Tomando ejemplo de mi querido escoliasta, que ya ha vertido en Marginalia las estupendas reseñas de Patricio Pron o Jon Bilbao que lleva publicadas en El Cuaderno, voy a hacer lo propio con un texto sobre Stanislaw Lem aparecido ayer en esas mismas páginas.
Lem2
Impedimenta
publica en 2011 dos nuevas traducciones de La
investigación y Solaris
Probablemente la peor manera de encauzar la glosa de estas dos novelas (de
1959 y 1961, respectivamente) consistiera en subrayar su carácter, digamos, filosófico, argumento para cuya
demostración nada resultaría más fácil que enumerar las diversas abstracciones (culpa,
conocimiento, memoria…) que su lectura convoca, aspecto de por sí innegable
pero que, no obstante, tampoco explica la específica fragancia de ambas peripecias.
Cabría preguntarse si el carácter ritual (por reiterativo) del hábito de
leer novelas no oscurece, en ocasiones, su condición de experiencia humana sin
parangón. De ser así, títulos tan singulares como La investigación o, muy especialmente, Solaris, poseen la cualidad de devolvernos a un prístino estado de
virginidad en que se renueva con fervor nuestro compromiso con la lectura. O
dicho de otra manera: tanto da a qué conclusiones epistemológicas, metafísicas
u ontológicas lleguemos a su término, pues lo que ambos relatos rescatan desde
la primera página es el placer, casi el estremecimiento, del proceso mismo de
su consumo.
En este sentido, tanto una como otra cumplen rigurosamente la máxima del
planteamiento ejemplar. Si La
investigación urde una macabra trama policiaca de impecable atractivo (la
“milagrosa” resurrección de una serie de cadáveres), Solaris, a su vez, celebra una obertura digna del mejor cuento de
fantasmas (los más peligrosos: los fantasmas de la memoria) aderezada con las
galas del imaginario fantacientífico y el mito del Contacto entre humanos y
alienígenas por telón de fondo, como subraya Jesús Palacios en el prólogo que
la antecede.
Y, a partir de ese movimiento inicial, ninguna decepciona. Lem (al menos
el Lem que resuena en la fluida traducción de Joanna Orzechowska) es un experto creador de atmósferas densas y
agresivas, a medio camino entre la pesadilla, la demencia y la broma cruel. En La investigación, un Londres neblinoso y
sombrío se transforma en laberíntico tablero por cuyos escaques se desplaza el
errático teniente Gregory, en busca de una hipótesis que salvaguarde la razón
de la turbadora emergencia del milagro. Pero, aunque La investigación sea una novela en la que se habla –se parlotea,
más bien– mucho, queda a juicio del lector si en verdad se responde algo a su
término.
Por su parte Solaris, clásico
imprescindible dentro y fuera de la ciencia ficción, subraya de continuo el
carácter alucinatorio del escenario gracias a una pirotecnia expresiva que deviene
arrebatador lirismo bioquímico en capítulos tan sobrecogedores como “Los
monstruos”. Su trama, además, alienta la creación de personajes de inédito
vigor: por un lado, una peculiar revisión del mito del replicante cuya
emergencia da pie a una historia de amor en la que se entremezclan el miedo, la
repulsión, la lástima o la ternura; por otro, el propio Solaris, el planeta-ser
objeto de infinitas especulaciones y protagonista de vastas (pero fútiles) bibliografías
cuyo escrutinio se incorpora a la novela de manera magistral.

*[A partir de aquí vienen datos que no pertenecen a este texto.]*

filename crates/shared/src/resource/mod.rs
use tracing::debug;

/// State of one server-backed value.
#[derive(Debug, Clone, PartialEq)]
pub enum AsyncResource<T> {
    Idle,
    Loading,
    Succeeded(T),
    Failed(String),
}

impl<T> AsyncResource<T> {
    pub fn is_idle(&self) -> bool {
        matches!(self, AsyncResource::Idle)
    }

    pub fn is_loading(&self) -> bool {
        matches!(self, AsyncResource::Loading)
    }

    pub fn is_succeeded(&self) -> bool {
        matches!(self, AsyncResource::Succeeded(_))
    }

    pub fn is_failed(&self) -> bool {
        matches!(self, AsyncResource::Failed(_))
    }

    pub fn value(&self) -> Option<&T> {
        match self {
            AsyncResource::Succeeded(value) => Some(value),
            _ => None,
        }
    }

    pub fn error(&self) -> Option<&str> {
        match self {
            AsyncResource::Failed(message) => Some(message),
            _ => None,
        }
    }
}

impl<T> Default for AsyncResource<T> {
    fn default() -> Self {
        AsyncResource::Idle
    }
}

/// Token identifying one issued request against a [`ResourceSlot`].
#[derive(Debug, Clone, Copy, PartialEq, Eq)]
pub struct RequestToken(u64);

/// Couples an [`AsyncResource`] with a monotonically increasing request
/// counter. `begin` bumps the counter; completions carry the token they
/// were issued with and are discarded when a newer request has been
/// issued since. In-flight transports are never cancelled, only their
/// completions are ignored.
#[derive(Debug)]
pub struct ResourceSlot<T> {
    state: AsyncResource<T>,
    issued: u64,
}

impl<T> Default for ResourceSlot<T> {
    fn default() -> Self {
        Self {
            state: AsyncResource::Idle,
            issued: 0,
        }
    }
}

impl<T> ResourceSlot<T> {
    pub fn new() -> Self {
        Self::default()
    }

    pub fn state(&self) -> &AsyncResource<T> {
        &self.state
    }

    pub fn is_current(&self, token: RequestToken) -> bool {
        token.0 == self.issued
    }

    /// Transitions to `Loading` and returns the token the eventual
    /// completion must present.
    pub fn begin(&mut self) -> RequestToken {
        self.issued += 1;
        self.state = AsyncResource::Loading;
        RequestToken(self.issued)
    }

    /// Applies a successful completion. Returns false when the token is
    /// stale, in which case the state is left untouched.
    pub fn succeed(&mut self, token: RequestToken, value: T) -> bool {
        if !self.is_current(token) {
            debug!(
                "discarding stale success (token {} < {})",
                token.0, self.issued
            );
            return false;
        }
        self.state = AsyncResource::Succeeded(value);
        true
    }

    /// Applies a failed completion, clearing any prior value. Stale
    /// failures are discarded like stale successes.
    pub fn fail(&mut self, token: RequestToken, message: impl Into<String>) -> bool {
        if !self.is_current(token) {
            debug!(
                "discarding stale failure (token {} < {})",
                token.0, self.issued
            );
            return false;
        }
        self.state = AsyncResource::Failed(message.into());
        true
    }

    /// Returns the slot to `Idle` and invalidates every outstanding
    /// request, so late completions of prior calls cannot resurrect it.
    pub fn reset(&mut self) {
        self.issued += 1;
        self.state = AsyncResource::Idle;
    }
}
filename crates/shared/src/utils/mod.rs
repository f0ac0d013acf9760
mod logs;

pub use self::logs::init_logger;
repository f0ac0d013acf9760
mod repository;
mod service;

pub use self::repository::RepositoryError;
pub use self::service::ServiceError;
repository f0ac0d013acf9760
use anyhow::{Context, Result};

#[derive(Debug, Clone)]
pub struct Config {
    pub api_base_url: String,
    pub http_timeout_secs: u64,
    pub page_size: i32,
}

impl Config {
    pub fn init() -> Result<Self> {
        let api_base_url =
            std::env::var("API_BASE_URL").context("Missing environment variable: API_BASE_URL")?;

        let http_timeout_secs = match std::env::var("HTTP_TIMEOUT_SECS") {
            Ok(value) => value
                .parse::<u64>()
                .context("HTTP_TIMEOUT_SECS must be a valid u64 integer")?,
            Err(_) => 30,
        };

        let page_size = match std::env::var("PAGE_SIZE") {
            Ok(value) => value
                .parse::<i32>()
                .context("PAGE_SIZE must be a valid i32 integer")?,
            Err(_) => 12,
        };

        Ok(Self {
            api_base_url,
            http_timeout_secs,
            page_size,
        })
    }
}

Finalmente, ambos relatos se permiten la puesta en escena de una inquietante
figura de pensamiento: la de un dios a tiempo parcial (La investigación) o un dios minusválido (Solaris) ante cuyas torpes manifestaciones los seres humanos erigen
no menos torpes y precarias urdimbres, llámense ciencia, matemáticas, lenguaje,
razón. Pero, digámoslo una vez más, el calificativo de filosóficas no les resta un ápice de su condición, sustantiva, de novelas. Prueben.